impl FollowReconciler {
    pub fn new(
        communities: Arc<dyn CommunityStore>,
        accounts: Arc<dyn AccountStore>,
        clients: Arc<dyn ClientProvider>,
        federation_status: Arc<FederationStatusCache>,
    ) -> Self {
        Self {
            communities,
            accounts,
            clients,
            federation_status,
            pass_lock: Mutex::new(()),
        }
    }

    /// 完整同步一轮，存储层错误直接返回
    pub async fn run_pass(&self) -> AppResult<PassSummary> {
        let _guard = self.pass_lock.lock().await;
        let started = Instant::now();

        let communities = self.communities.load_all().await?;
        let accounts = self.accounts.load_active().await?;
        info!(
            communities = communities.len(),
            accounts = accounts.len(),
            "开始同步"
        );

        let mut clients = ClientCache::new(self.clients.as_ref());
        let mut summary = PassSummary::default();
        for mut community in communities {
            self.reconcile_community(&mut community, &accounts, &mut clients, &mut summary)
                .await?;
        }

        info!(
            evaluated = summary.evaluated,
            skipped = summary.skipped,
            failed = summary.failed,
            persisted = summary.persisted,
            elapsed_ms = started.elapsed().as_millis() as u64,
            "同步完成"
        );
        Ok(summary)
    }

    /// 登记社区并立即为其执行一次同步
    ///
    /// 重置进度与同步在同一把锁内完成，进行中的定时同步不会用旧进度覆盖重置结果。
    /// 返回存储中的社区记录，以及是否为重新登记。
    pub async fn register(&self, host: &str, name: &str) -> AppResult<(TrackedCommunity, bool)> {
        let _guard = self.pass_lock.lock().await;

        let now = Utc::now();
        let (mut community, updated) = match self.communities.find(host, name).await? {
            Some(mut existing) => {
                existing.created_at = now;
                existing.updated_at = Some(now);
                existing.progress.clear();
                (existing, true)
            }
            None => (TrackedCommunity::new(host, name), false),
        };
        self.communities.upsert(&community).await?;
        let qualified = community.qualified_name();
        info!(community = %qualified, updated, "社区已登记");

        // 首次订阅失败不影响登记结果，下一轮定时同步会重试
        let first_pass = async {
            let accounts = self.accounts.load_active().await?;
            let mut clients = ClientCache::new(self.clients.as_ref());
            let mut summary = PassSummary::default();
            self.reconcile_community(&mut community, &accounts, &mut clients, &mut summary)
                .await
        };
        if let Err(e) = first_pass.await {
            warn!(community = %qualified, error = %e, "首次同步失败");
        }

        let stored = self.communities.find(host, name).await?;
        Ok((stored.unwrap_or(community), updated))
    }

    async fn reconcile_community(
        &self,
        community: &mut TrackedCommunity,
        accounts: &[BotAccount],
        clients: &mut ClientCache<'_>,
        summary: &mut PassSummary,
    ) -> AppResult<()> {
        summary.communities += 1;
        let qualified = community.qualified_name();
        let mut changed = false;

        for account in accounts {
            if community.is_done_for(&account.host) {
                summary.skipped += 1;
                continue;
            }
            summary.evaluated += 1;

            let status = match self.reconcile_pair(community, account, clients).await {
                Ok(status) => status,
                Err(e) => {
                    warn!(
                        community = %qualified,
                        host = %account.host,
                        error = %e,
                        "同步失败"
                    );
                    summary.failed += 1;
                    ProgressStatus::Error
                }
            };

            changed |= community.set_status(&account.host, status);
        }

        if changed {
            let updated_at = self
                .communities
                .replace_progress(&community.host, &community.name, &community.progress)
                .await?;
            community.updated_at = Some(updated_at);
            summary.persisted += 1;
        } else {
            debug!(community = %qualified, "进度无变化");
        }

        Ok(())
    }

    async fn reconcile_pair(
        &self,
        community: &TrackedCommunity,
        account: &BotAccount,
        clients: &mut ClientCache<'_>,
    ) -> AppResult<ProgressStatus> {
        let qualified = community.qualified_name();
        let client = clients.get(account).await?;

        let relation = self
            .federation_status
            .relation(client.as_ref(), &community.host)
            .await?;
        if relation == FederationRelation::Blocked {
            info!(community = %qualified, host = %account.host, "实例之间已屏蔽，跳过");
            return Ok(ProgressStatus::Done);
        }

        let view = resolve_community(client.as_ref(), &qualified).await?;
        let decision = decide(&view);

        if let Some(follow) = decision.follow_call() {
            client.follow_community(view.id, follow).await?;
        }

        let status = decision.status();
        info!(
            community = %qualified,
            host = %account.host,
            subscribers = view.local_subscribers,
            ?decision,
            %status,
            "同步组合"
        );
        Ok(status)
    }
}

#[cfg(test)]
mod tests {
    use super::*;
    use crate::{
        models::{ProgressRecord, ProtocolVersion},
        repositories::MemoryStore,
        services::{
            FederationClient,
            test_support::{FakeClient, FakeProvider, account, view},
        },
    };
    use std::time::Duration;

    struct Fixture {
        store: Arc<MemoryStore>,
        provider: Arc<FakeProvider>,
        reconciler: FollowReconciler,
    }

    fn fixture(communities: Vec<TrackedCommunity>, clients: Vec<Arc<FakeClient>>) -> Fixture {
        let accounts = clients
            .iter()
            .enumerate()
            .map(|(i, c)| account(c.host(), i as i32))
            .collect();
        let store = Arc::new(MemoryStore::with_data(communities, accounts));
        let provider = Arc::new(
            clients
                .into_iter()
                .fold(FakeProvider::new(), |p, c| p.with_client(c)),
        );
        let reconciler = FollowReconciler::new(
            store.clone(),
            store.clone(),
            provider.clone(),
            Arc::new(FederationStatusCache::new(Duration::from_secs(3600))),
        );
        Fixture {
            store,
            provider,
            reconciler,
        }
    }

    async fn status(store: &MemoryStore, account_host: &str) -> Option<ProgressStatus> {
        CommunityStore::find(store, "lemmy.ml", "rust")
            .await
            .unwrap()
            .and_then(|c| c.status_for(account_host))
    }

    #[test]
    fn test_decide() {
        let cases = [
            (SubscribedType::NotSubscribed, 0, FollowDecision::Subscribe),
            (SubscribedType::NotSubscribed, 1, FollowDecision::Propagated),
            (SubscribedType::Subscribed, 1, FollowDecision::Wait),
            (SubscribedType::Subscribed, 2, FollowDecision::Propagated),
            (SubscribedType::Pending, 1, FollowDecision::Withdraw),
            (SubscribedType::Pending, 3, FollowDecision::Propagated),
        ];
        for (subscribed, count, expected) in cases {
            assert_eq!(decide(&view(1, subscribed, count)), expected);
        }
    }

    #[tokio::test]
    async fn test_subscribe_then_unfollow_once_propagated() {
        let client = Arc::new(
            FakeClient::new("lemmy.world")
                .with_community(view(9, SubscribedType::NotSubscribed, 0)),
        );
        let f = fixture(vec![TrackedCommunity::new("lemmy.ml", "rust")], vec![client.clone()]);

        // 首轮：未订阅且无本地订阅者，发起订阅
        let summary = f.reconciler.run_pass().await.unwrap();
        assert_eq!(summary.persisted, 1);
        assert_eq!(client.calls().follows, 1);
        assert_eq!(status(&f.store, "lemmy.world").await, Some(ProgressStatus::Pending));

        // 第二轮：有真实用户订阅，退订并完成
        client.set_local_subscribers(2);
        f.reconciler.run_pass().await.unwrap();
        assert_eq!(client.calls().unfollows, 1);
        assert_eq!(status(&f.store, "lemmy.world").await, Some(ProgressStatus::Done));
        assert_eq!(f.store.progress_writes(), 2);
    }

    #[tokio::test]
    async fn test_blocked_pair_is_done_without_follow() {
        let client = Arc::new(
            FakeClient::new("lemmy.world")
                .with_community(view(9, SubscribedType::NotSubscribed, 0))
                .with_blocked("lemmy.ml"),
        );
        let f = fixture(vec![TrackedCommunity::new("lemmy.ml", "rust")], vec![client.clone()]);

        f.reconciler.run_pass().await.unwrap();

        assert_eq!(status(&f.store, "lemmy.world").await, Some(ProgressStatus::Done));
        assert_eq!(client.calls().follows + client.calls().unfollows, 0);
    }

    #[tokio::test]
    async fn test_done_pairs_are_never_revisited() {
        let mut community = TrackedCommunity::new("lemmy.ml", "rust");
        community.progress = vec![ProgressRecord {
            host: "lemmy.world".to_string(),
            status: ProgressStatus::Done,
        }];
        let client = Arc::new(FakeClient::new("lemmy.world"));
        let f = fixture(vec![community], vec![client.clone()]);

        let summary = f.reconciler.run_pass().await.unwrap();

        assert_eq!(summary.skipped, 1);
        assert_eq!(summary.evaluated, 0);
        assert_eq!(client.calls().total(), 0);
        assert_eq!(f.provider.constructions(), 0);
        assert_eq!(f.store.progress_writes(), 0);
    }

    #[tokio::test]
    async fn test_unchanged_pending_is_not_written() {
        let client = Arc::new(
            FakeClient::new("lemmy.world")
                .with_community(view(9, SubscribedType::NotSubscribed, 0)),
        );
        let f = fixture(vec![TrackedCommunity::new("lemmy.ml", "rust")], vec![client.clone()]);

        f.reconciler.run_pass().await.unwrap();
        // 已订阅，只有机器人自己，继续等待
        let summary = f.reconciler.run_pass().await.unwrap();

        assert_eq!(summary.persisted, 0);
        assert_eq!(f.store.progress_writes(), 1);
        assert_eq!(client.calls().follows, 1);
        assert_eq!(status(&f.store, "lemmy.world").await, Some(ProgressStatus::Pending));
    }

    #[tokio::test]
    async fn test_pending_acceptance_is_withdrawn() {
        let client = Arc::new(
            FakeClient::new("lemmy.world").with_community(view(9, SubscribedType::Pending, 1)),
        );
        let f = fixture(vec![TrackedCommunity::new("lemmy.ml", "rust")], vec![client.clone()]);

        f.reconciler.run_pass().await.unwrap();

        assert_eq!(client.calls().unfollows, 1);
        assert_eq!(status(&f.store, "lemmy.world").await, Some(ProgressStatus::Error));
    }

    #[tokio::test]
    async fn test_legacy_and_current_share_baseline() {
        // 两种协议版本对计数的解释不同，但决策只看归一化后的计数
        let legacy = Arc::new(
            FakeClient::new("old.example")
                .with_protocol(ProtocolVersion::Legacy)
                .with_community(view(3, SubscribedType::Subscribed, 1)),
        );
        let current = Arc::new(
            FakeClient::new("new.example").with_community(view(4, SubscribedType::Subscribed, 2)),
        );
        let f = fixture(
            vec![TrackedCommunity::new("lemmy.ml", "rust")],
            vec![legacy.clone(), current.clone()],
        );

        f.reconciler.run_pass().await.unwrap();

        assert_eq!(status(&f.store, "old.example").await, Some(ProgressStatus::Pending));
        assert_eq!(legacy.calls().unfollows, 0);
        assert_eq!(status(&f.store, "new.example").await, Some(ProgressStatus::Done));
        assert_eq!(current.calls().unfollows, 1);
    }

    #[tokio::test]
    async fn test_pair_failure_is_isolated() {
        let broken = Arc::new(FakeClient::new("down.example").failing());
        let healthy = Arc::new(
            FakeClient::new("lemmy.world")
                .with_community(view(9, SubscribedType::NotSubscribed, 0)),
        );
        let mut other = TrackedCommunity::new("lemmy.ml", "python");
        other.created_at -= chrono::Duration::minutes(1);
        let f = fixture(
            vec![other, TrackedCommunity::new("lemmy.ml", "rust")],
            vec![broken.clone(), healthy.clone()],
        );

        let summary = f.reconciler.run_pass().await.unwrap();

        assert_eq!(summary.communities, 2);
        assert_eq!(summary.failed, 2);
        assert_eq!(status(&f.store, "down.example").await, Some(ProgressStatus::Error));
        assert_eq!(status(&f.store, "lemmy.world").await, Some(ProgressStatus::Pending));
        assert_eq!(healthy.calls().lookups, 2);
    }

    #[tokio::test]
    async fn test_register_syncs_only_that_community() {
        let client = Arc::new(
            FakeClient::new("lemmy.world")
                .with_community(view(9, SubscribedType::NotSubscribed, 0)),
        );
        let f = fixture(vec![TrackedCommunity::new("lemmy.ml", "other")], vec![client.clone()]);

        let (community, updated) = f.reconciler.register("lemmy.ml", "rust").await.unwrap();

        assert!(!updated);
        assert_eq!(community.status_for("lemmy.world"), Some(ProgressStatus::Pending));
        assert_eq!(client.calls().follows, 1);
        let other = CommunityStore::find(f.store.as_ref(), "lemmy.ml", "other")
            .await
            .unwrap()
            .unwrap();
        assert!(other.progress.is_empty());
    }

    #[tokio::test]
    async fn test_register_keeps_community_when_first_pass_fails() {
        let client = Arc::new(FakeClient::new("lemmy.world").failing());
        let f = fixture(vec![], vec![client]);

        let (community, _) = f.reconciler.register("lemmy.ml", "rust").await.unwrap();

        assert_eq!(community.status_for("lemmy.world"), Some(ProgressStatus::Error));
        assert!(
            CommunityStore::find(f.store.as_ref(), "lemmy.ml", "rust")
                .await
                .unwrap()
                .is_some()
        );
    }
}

> **Exercise prompt**:
For each line of the entries that holds the word "failing", pull that line out.

> **Written reply**:
        let broken = Arc::new(FakeClient::new("down.example").failing());
        let client = Arc::new(FakeClient::new("lemmy.world").failing());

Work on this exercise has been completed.